ACTIVITY: Going down the data below, set down exactly the line with "let body = response" and each line after it through the line with "async fn shutdown(self)"; no other lines.

** DATASET RECORDS follows **

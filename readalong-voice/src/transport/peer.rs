//! Peer transport
//!
//! Negotiates a direct media session with the provider: the local SDP offer
//! is POSTed to the provider's calls endpoint, authenticated by the
//! ephemeral credential, and the raw SDP answer is applied as the remote
//! description. Audio flows as media tracks rendered by the media engine;
//! provider events arrive on a data channel and go through the shared
//! [`EventInterpreter`].
//!
//! The media engine itself sits behind [`PeerConnection`] so the transport
//! logic is independent of the WebRTC stack in use.

use std::sync::Arc;
use std::sync::atomic::{AtomicBool, Ordering};

use async_trait::async_trait;
use reqwest::StatusCode;
use reqwest::header::CONTENT_TYPE;
use tokio::sync::mpsc;
use tokio::task::JoinHandle;
use tracing::{debug, info, warn};

use crate::credentials::{CredentialError, EphemeralCredential};
use crate::network::protocol::{ClientEvent, InboundFrame, SessionSettings};
use crate::profile::TurnDetection;
use crate::state::{ConnectionState, ConnectionStateMachine};
use crate::transport::client::{TransportClient, TransportContext, TransportKind, TransportListener};
use crate::transport::error::{TransportError, TransportResult};
use crate::transport::interpreter::{Action, EventInterpreter};

/// Events surfaced by the media engine
#[derive(Debug, Clone, PartialEq)]
pub enum PeerEvent {
    /// The provider event data channel opened
    ChannelOpen,
    /// Provider event received on the data channel
    Message(String),
    /// Remote audio track started or stopped rendering
    RemoteAudio { playing: bool },
    /// Level of the local microphone track
    LocalLevel(f32),
    /// Connection closed or failed
    Closed { reason: Option<String> },
}

/// A peer connection with one microphone track and one data channel
#[async_trait]
pub trait PeerConnection: Send + Sync {
    /// Create the local offer and set it as the local description
    async fn create_offer(&self) -> TransportResult<String>;

    /// Apply the provider's answer as the remote description
    async fn apply_answer(&self, answer_sdp: &str) -> TransportResult<()>;

    /// Send a provider event on the data channel
    async fn send(&self, payload: String) -> TransportResult<()>;

    /// Event stream; `None` once taken
    fn take_events(&self) -> Option<mpsc::Receiver<PeerEvent>>;

    /// Stop tracks and close the connection
    async fn close(&self);
}

/// Builds peer connections
#[async_trait]
pub trait PeerConnectionFactory: Send + Sync {
    /// Acquire the microphone track and create a connection around it
    ///
    /// Permission refusal is reported as an audio resource error.
    async fn create(&self) -> TransportResult<Arc<dyn PeerConnection>>;
}

/// SDP offer/answer exchange with the provider
pub struct SdpExchange {
    client: reqwest::Client,
    calls_url: String,
}

impl SdpExchange {
    pub fn new(calls_url: impl Into<String>) -> Self {
        Self {
            client: reqwest::Client::new(),
            calls_url: calls_url.into(),
        }
    }

    /// POST `offer_sdp` and return the raw answer body
    pub async fn exchange(
        &self,
        offer_sdp: &str,
        credential: &EphemeralCredential,
    ) -> TransportResult<String> {
        let response = self
            .client
            .post(&self.calls_url)
            .query(&[("model", credential.model.as_str())])
            .bearer_auth(&credential.credential)
            .header(CONTENT_TYPE, "application/sdp")
            .body(offer_sdp.to_string())
            .send()
            .await
            .map_err(|e| TransportError::Negotiation(format!("SDP exchange failed: {e}")))?;

        let status = response.status();
        if status == StatusCode::UNAUTHORIZED || status == StatusCode::FORBIDDEN {
            return Err(CredentialError::InvalidRequest(
                "Credential rejected by provider".to_string(),
            )
            .into());
        }

        let body = response
            .text()
            .await
            .map_err(|e| TransportError::Negotiation(format!("Failed to read SDP answer: {e}")))?;

        if !status.is_success() {
            return Err(TransportError::Negotiation(format!(
                "SDP exchange returned {status}: {body}"
            )));
        }
        if !body.trim_start().starts_with("v=") {
            return Err(TransportError::Negotiation(
                "Response is not an SDP answer".to_string(),
            ));
        }

        debug!(bytes = body.len(), "Received SDP answer");
        Ok(body)
    }
}

/// Transport holding a direct session with the provider
pub struct PeerTransport {
    factory: Arc<dyn PeerConnectionFactory>,
    exchange: SdpExchange,
    ctx: TransportContext,
    link: Option<PeerLink>,
}

struct PeerLink {
    connection: Arc<dyn PeerConnection>,
    interpreter: Arc<EventInterpreter>,
    connected: Arc<AtomicBool>,
    closing: Arc<AtomicBool>,
    event_loop: JoinHandle<()>,
}

impl PeerLink {
    fn is_connected(&self) -> bool {
        self.connected.load(Ordering::SeqCst)
    }

    async fn shutdown(self) {
        self.closing.store(true, Ordering::SeqCst);
        self.connected.store(false, Ordering::SeqCst);
        self.connection.close().await;
        self.event_loop.abort();
    }
}

impl PeerTransport {
    pub fn new(
        factory: Arc<dyn PeerConnectionFactory>,
        calls_url: impl Into<String>,
        ctx: TransportContext,
    ) -> Self {
        Self {
            factory,
            exchange: SdpExchange::new(calls_url),
            ctx,
            link: None,
        }
    }

    async fn open_link(&self, credential: &EphemeralCredential) -> TransportResult<PeerLink> {
        if credential.is_expired() {
            return Err(CredentialError::InvalidRequest("Credential has expired".to_string()).into());
        }

        let connection = self.factory.create().await?;
        let events = connection.take_events().ok_or_else(|| {
            TransportError::InvalidConfig("peer connection events already taken".to_string())
        })?;

        let negotiated = async {
            let offer = connection.create_offer().await?;
            let answer = self.exchange.exchange(&offer, credential).await?;
            connection.apply_answer(&answer).await
        };
        if let Err(e) = negotiated.await {
            connection.close().await;
            return Err(e);
        }
        info!(session_id = %credential.session_id, "Peer session negotiated");

        let interpreter = Arc::new(EventInterpreter::new(
            Arc::clone(&self.ctx.listener),
            Arc::clone(&self.ctx.state),
        ));
        let connected = Arc::new(AtomicBool::new(false));
        let closing = Arc::new(AtomicBool::new(false));

        let event_loop = tokio::spawn(run_event_loop(
            events,
            Arc::clone(&connection),
            Arc::clone(&interpreter),
            Arc::clone(&self.ctx.state),
            Arc::clone(&self.ctx.listener),
            Arc::clone(&connected),
            Arc::clone(&closing),
            credential.turn_detection.clone(),
        ));

        let link = PeerLink {
            connection,
            interpreter,
            connected,
            closing,
            event_loop,
        };

        if let Err(e) = self.ctx.wait_until_ready().await {
            link.shutdown().await;
            return Err(e);
        }
        link.connected.store(true, Ordering::SeqCst);
        Ok(link)
    }
}

#[async_trait]
impl TransportClient for PeerTransport {
    fn kind(&self) -> TransportKind {
        TransportKind::Peer
    }

    async fn connect(&mut self, credential: &EphemeralCredential) -> TransportResult<()> {
        if self.link.as_ref().is_some_and(PeerLink::is_connected) {
            return Err(TransportError::AlreadyConnected);
        }
        let started_here = self.ctx.begin_connect()?;

        if let Some(stale) = self.link.take() {
            stale.shutdown().await;
        }

        match self.open_link(credential).await {
            Ok(link) => {
                self.link = Some(link);
                info!(session_id = %credential.session_id, "Peer transport ready");
                self.ctx.listener.on_connection_change(true);
                Ok(())
            }
            Err(e) => Err(self.ctx.fail_connect(e, started_here)),
        }
    }

    async fn send_text(&mut self, text: &str) -> TransportResult<()> {
        let link = self
            .link
            .as_ref()
            .filter(|link| link.is_connected())
            .ok_or(TransportError::NotConnected)?;

        link.interpreter.mark_turn_end();
        for event in ClientEvent::text_message(text) {
            let payload = serde_json::to_string(&event)
                .map_err(|e| TransportError::Protocol(e.to_string()))?;
            link.connection.send(payload).await?;
        }
        Ok(())
    }

    async fn disconnect(&mut self) {
        if let Some(link) = self.link.take() {
            let was_connected = link.is_connected();
            link.shutdown().await;
            if was_connected {
                self.ctx.listener.on_connection_change(false);
            }
            info!("Peer transport disconnected");
        }

        if self.ctx.state.state() != ConnectionState::Disconnected {
            self.ctx.state.transition(ConnectionState::Disconnected);
        }
    }

    fn is_connected(&self) -> bool {
        self.link.as_ref().is_some_and(PeerLink::is_connected)
    }
}

impl Drop for PeerTransport {
    fn drop(&mut self) {
        if let Some(link) = self.link.take() {
            link.closing.store(true, Ordering::SeqCst);
            link.event_loop.abort();
        }
    }
}

#[allow(clippy::too_many_arguments)]
async fn run_event_loop(
    mut events: mpsc::Receiver<PeerEvent>,
    connection: Arc<dyn PeerConnection>,
    interpreter: Arc<EventInterpreter>,
    state: Arc<ConnectionStateMachine>,
    listener: Arc<dyn TransportListener>,
    connected: Arc<AtomicBool>,
    closing: Arc<AtomicBool>,
    turn_detection: TurnDetection,
) {
    while let Some(event) = events.recv().await {
        match event {
            PeerEvent::ChannelOpen => {
                if state.state() == ConnectionState::Connecting {
                    state.transition(ConnectionState::TransportOpen);
                }
                let update = ClientEvent::SessionUpdate {
                    session: SessionSettings::turn_detection_only(turn_detection.clone()),
                };
                match serde_json::to_string(&update) {
                    Ok(payload) => {
                        if let Err(e) = connection.send(payload).await {
                            warn!("Failed to send turn detection update: {}", e);
                        }
                    }
                    Err(e) => warn!("Failed to encode turn detection update: {}", e),
                }
            }
            PeerEvent::Message(text) => {
                // Inbound audio is rendered by the media engine, so only
                // fatal actions matter here
                if let Action::Fatal(error) = interpreter.handle_frame(InboundFrame::decode(&text)) {
                    warn!(error = %error, "Closing peer link after fatal error");
                    break;
                }
            }
            PeerEvent::RemoteAudio { playing } => listener.on_audio_playback(playing),
            PeerEvent::LocalLevel(dbfs) => listener.on_audio_level(dbfs),
            PeerEvent::Closed { reason } => {
                debug!(?reason, "Peer connection closed");
                break;
            }
        }
    }

    let was_connected = connected.swap(false, Ordering::SeqCst);
    if closing.load(Ordering::SeqCst) {
        return;
    }

    if state.state().is_establishing() {
        state.transition(ConnectionState::Error);
    }
    if was_connected {
        warn!("Peer link dropped");
        listener.on_connection_change(false);
    }
}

** End of DATASET RECORDS **

RESULT:
        let body = response
            .text()
            .await
            .map_err(|e| TransportError::Negotiation(format!("Failed to read SDP answer: {e}")))?;

        if !status.is_success() {
            return Err(TransportError::Negotiation(format!(
                "SDP exchange returned {status}: {body}"
            )));
        }
        if !body.trim_start().starts_with("v=") {
            return Err(TransportError::Negotiation(
                "Response is not an SDP answer".to_string(),
            ));
        }

        debug!(bytes = body.len(), "Received SDP answer");
        Ok(body)
    }
}

/// Transport holding a direct session with the provider
pub struct PeerTransport {
    factory: Arc<dyn PeerConnectionFactory>,
    exchange: SdpExchange,
    ctx: TransportContext,
    link: Option<PeerLink>,
}

struct PeerLink {
    connection: Arc<dyn PeerConnection>,
    interpreter: Arc<EventInterpreter>,
    connected: Arc<AtomicBool>,
    closing: Arc<AtomicBool>,
    event_loop: JoinHandle<()>,
}

impl PeerLink {
    fn is_connected(&self) -> bool {
        self.connected.load(Ordering::SeqCst)
    }

    async fn shutdown(self) {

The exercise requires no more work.